**What is required**
Among the records, which lines include "protocol"? List them.

**Records to process**

+ + +

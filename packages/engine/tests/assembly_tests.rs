// ABOUTME: End-to-end assembly tests over the embedded rule base
// ABOUTME: Covers provider tuning, budget degradation, variants, and validation wiring

use pretty_assertions::assert_eq;

use promptsmith_core::{
    ChatMessage, ChatMode, Complexity, Confidence, IntentCategory, ProviderCategory,
    VerbosityLevel,
};
use promptsmith_engine::{
    AssembleRequest, ConnectionState, OptimizationFlag, PlaceholderValues, PromptAssembler,
    SessionContext, OVER_BUDGET_RATIO,
};
use promptsmith_intent::{DetectedIntent, IntentContext};
use promptsmith_rules::{RuleRegistry, VariantKey};

fn request(message: &str, model: &str) -> AssembleRequest {
    AssembleRequest::new(vec![ChatMessage::user(message)], model)
}

// ============================================================================
// Provider-Tuned Assembly
// ============================================================================

#[test]
fn test_simple_project_on_general_model() {
    let kb = RuleRegistry::embedded().unwrap();
    let assembler = PromptAssembler::new(&kb);
    let prompt = assembler.assemble(&request(
        "I want to create a simple landing page for my bakery with a hero section and contact form",
        "gpt-4.1",
    ));

    assert_eq!(prompt.provider, ProviderCategory::GeneralPurpose);
    assert_eq!(prompt.intent.category, IntentCategory::CreateProject);
    // Simple task complexity pulls a standard-verbosity provider down.
    assert_eq!(prompt.verbosity, VerbosityLevel::Minimal);
    assert_eq!(prompt.estimated_tokens, 300);
    assert_eq!(
        &prompt.included_rules[..3],
        &["system-identity", "system-constraints", "output-format"]
    );
    assert!(prompt.included_rules.contains(&"project-scaffold".to_string()));
    assert!(prompt.text.contains("Scaffold the smallest runnable version"));
    assert!(prompt.validation.valid);
    assert_eq!(prompt.kb_version, "1.4.0");
    assert!(prompt.optimizations.contains(&OptimizationFlag::IntentClassified {
        category: IntentCategory::CreateProject,
        confidence: Confidence::High,
    }));
    assert!(prompt.optimizations.contains(&OptimizationFlag::VerbosityResolved {
        level: VerbosityLevel::Minimal,
    }));

    println!("✓ Simple project assembled at {} tokens", prompt.estimated_tokens);
}

#[test]
fn test_bug_report_forces_minimal_on_large_context() {
    let kb = RuleRegistry::embedded().unwrap();
    let assembler = PromptAssembler::new(&kb);
    let prompt = assembler.assemble(&request("Fix the broken navbar error", "gemini-1.5-pro"));

    assert_eq!(prompt.provider, ProviderCategory::LargeContext);
    assert_eq!(prompt.intent.category, IntentCategory::FixBug);
    // Debugging is derived from the intent and overrides the detailed base.
    assert_eq!(prompt.verbosity, VerbosityLevel::Minimal);
    assert!(prompt.included_rules.contains(&"debugging-protocol".to_string()));
    assert!(prompt.text.contains("Reproduce first"));

    println!("✓ Bug report pinned to minimal instructions");
}

#[test]
fn test_placeholders_render_with_caller_values() {
    let kb = RuleRegistry::embedded().unwrap();
    let assembler = PromptAssembler::new(&kb);
    let mut req = request("Explain how this works?", "claude-sonnet-4");
    req.placeholders = PlaceholderValues {
        working_dir: Some("/home/dev/bakery".to_string()),
        allowed_elements: Some("paragraphs, lists, and code blocks".to_string()),
        design_scheme: None,
    };
    let prompt = assembler.assemble(&req);

    assert!(prompt.text.contains("/home/dev/bakery"));
    assert!(prompt.text.contains("paragraphs, lists, and code blocks"));
    assert!(!prompt.text.contains('{'), "no unexpanded tokens may survive");

    println!("✓ Placeholder values rendered into the prompt");
}

#[test]
fn test_supplied_intent_skips_classification() {
    let kb = RuleRegistry::embedded().unwrap();
    let assembler = PromptAssembler::new(&kb);
    // The message reads as a bug report, but the caller already classified
    // this turn as design work and hands that result in.
    let mut req = request("Fix the broken navbar error", "claude-sonnet-4");
    req.intent = Some(DetectedIntent {
        category: IntentCategory::DesignUi,
        confidence: Confidence::High,
        score: 6,
        matched_keywords: vec!["design".to_string()],
        context: IntentContext {
            requires_design: true,
            complexity: Complexity::Simple,
            ..IntentContext::default()
        },
        reasoning: "carried over from the previous turn".to_string(),
    });
    let prompt = assembler.assemble(&req);

    assert_eq!(prompt.intent.category, IntentCategory::DesignUi);
    assert!(prompt.included_rules.contains(&"design-system".to_string()));
    assert!(!prompt.included_rules.contains(&"debugging-protocol".to_string()));
    assert!(
        !prompt
            .optimizations
            .iter()
            .any(|f| matches!(f, OptimizationFlag::IntentClassified { .. })),
        "no classification flag when the intent came in with the request"
    );

    println!("✓ Supplied intent carried through without reclassification");
}

// ============================================================================
// Budget Degradation
// ============================================================================

#[test]
fn test_tight_budget_degrades_one_step() {
    let kb = RuleRegistry::embedded().unwrap();
    let assembler = PromptAssembler::new(&kb);
    // A complex new build resolves to detailed on self-hosted models, and
    // the full create-project selection does not fit a 750-token budget.
    let prompt = assembler.assemble(&request(
        "Create a marketplace platform with payments",
        "ollama/llama3.1",
    ));

    assert_eq!(prompt.provider, ProviderCategory::SelfHosted);
    assert_eq!(prompt.verbosity, VerbosityLevel::Standard);
    assert_eq!(prompt.estimated_tokens, 690);
    assert!(prompt.optimizations.contains(&OptimizationFlag::Degraded {
        from: VerbosityLevel::Detailed,
        to: VerbosityLevel::Standard,
    }));
    assert!(
        !prompt
            .optimizations
            .iter()
            .any(|f| matches!(f, OptimizationFlag::OverBudget { .. })),
        "one degrade step must be enough here"
    );

    println!("✓ Budget degrade landed at {} tokens", prompt.estimated_tokens);
}

#[test]
fn test_forced_verbosity_still_respects_budget() {
    let kb = RuleRegistry::embedded().unwrap();
    let assembler = PromptAssembler::new(&kb);
    let mut req = request("Create a marketplace platform with payments", "mistral-7b");
    req.verbosity_override = Some(VerbosityLevel::Detailed);
    let prompt = assembler.assemble(&req);

    assert!(prompt.optimizations.contains(&OptimizationFlag::VerbosityForced {
        level: VerbosityLevel::Detailed,
    }));
    assert!(
        !prompt
            .optimizations
            .iter()
            .any(|f| matches!(f, OptimizationFlag::VerbosityResolved { .. })),
        "forcing skips resolution"
    );
    assert_eq!(
        prompt.verbosity,
        VerbosityLevel::Standard,
        "degrade applies to forced tiers too"
    );

    println!("✓ Forced verbosity degraded for budget");
}

#[test]
fn test_every_intent_provider_pairing_lands_in_budget() {
    let kb = RuleRegistry::embedded().unwrap();
    let assembler = PromptAssembler::new(&kb);
    let messages = [
        (
            "I want to create a simple landing page for my bakery with a hero section and contact form",
            IntentCategory::CreateProject,
        ),
        ("Add user profile editing with avatar upload", IntentCategory::AddFeature),
        (
            "The login form is showing an undefined error when users enter invalid credentials",
            IntentCategory::FixBug,
        ),
        ("refactor the payment module into smaller functions", IntentCategory::RefactorCode),
        ("create a table for customer orders", IntentCategory::DatabaseOps),
        ("redesign the landing page layout with better spacing", IntentCategory::DesignUi),
        ("Can you explain how this works?", IntentCategory::ExplainCode),
        ("deploy this to production when the build passes", IntentCategory::DeployConfig),
        ("write unit tests for the checkout flow", IntentCategory::AddTests),
        ("what do you think about this approach?", IntentCategory::GeneralDiscuss),
    ];
    let models = [
        "gemini-1.5-pro",
        "o1-preview",
        "claude-haiku",
        "qwen2.5-coder",
        "ollama/llama3.1",
        "gpt-4.1",
    ];

    for (message, expected) in messages {
        for model in models {
            let prompt = assembler.assemble(&request(message, model));
            assert_eq!(prompt.intent.category, expected, "{message:?} on {model}");

            let degrades = prompt
                .optimizations
                .iter()
                .filter(|f| matches!(f, OptimizationFlag::Degraded { .. }))
                .count();
            assert!(degrades <= 1, "at most one degrade step for {message:?} on {model}");

            let within = f64::from(prompt.estimated_tokens)
                <= f64::from(prompt.token_budget) * OVER_BUDGET_RATIO;
            let reported = prompt
                .optimizations
                .iter()
                .any(|f| matches!(f, OptimizationFlag::OverBudget { .. }));
            assert!(
                within || reported,
                "{} tokens against a {} budget went unreported for {message:?} on {model}",
                prompt.estimated_tokens,
                prompt.token_budget
            );
        }
    }

    println!("✓ Every intent and provider pairing fit its budget");
}

// ============================================================================
// Connection Variants
// ============================================================================

#[test]
fn test_backend_variant_tracks_connection_state() {
    let kb = RuleRegistry::embedded().unwrap();
    let assembler = PromptAssembler::new(&kb);
    let message = "Add user registration and login using the connected backend";

    let mut disconnected = request(message, "claude-sonnet-4");
    disconnected.session.is_existing_project = Some(true);
    let prompt = assembler.assemble(&disconnected);
    assert_eq!(prompt.intent.category, IntentCategory::DatabaseOps);
    assert!(prompt.text.contains("No backend is connected yet"));
    assert!(prompt.optimizations.contains(&OptimizationFlag::VariantInjected {
        category: "backend-integration".to_string(),
        variant: VariantKey::NeedsSetup,
    }));

    let mut live = request(message, "claude-sonnet-4");
    live.session.is_existing_project = Some(true);
    live.connection = ConnectionState {
        service_connected: true,
        project_selected: true,
        credentials_present: true,
    };
    let prompt = assembler.assemble(&live);
    assert!(prompt.text.contains("The backend connection is live"));
    assert!(prompt.validation.valid, "knowledge-base text must pass its own patterns");
    assert_eq!(
        prompt.included_rules,
        vec![
            "system-identity",
            "system-constraints",
            "output-format",
            "database-safety",
            "backend-integration",
            "feature-workflow"
        ]
    );

    println!("✓ Connection state selects the backend variant");
}

#[test]
fn test_missing_credentials_read_as_pending() {
    let connection = ConnectionState {
        service_connected: true,
        project_selected: true,
        credentials_present: false,
    };
    assert_eq!(connection.variant(), VariantKey::ProjectPending);
}

// ============================================================================
// Edge Cases
// ============================================================================

#[test]
fn test_empty_conversation_still_assembles() {
    let kb = RuleRegistry::embedded().unwrap();
    let assembler = PromptAssembler::new(&kb);

    // Build sessions default to feature work when there is nothing to read.
    let prompt = assembler.assemble(&AssembleRequest::new(Vec::new(), "claude-sonnet-4"));
    assert_eq!(prompt.intent.category, IntentCategory::AddFeature);
    assert!(prompt.included_rules.contains(&"feature-workflow".to_string()));
    assert!(!prompt.text.is_empty());
    assert!(prompt.validation.valid);

    // Discussion sessions default to conversation rules instead.
    let mut req = AssembleRequest::new(Vec::new(), "claude-sonnet-4");
    req.chat_mode = ChatMode::Discuss;
    let prompt = assembler.assemble(&req);
    assert_eq!(prompt.intent.category, IntentCategory::GeneralDiscuss);
    assert!(prompt.included_rules.contains(&"discussion-mode".to_string()));
    assert!(prompt.validation.valid);

    println!("✓ Empty conversation produced a usable prompt");
}

#[test]
fn test_request_deserializes_with_defaults() {
    let kb = RuleRegistry::embedded().unwrap();
    let assembler = PromptAssembler::new(&kb);
    let json = r#"{
        "messages": [{"role": "user", "content": "Add a dark mode toggle"}],
        "model": "claude-haiku"
    }"#;
    let req: AssembleRequest = serde_json::from_str(json).unwrap();
    let prompt = assembler.assemble(&req);

    assert_eq!(prompt.provider, ProviderCategory::SpeedOptimized);
    assert!(!prompt.text.is_empty());

    println!("✓ Request defaults cover optional fields");
}

#[test]
fn test_caller_session_values_take_precedence() {
    let kb = RuleRegistry::embedded().unwrap();
    let assembler = PromptAssembler::new(&kb);
    let mut req = request("Fix the broken navbar error", "gemini-1.5-pro");
    // The caller insists this is not a debugging session.
    req.session = SessionContext {
        is_debugging: Some(false),
        ..SessionContext::default()
    };
    let prompt = assembler.assemble(&req);

    assert_eq!(
        prompt.verbosity,
        VerbosityLevel::Detailed,
        "explicit session facts beat derived ones"
    );

    println!("✓ Caller-set session fields win over derived values");
}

+ + +

**Solved exercise**
    assert!(prompt.included_rules.contains(&"debugging-protocol".to_string()));
    assert!(!prompt.included_rules.contains(&"debugging-protocol".to_string()));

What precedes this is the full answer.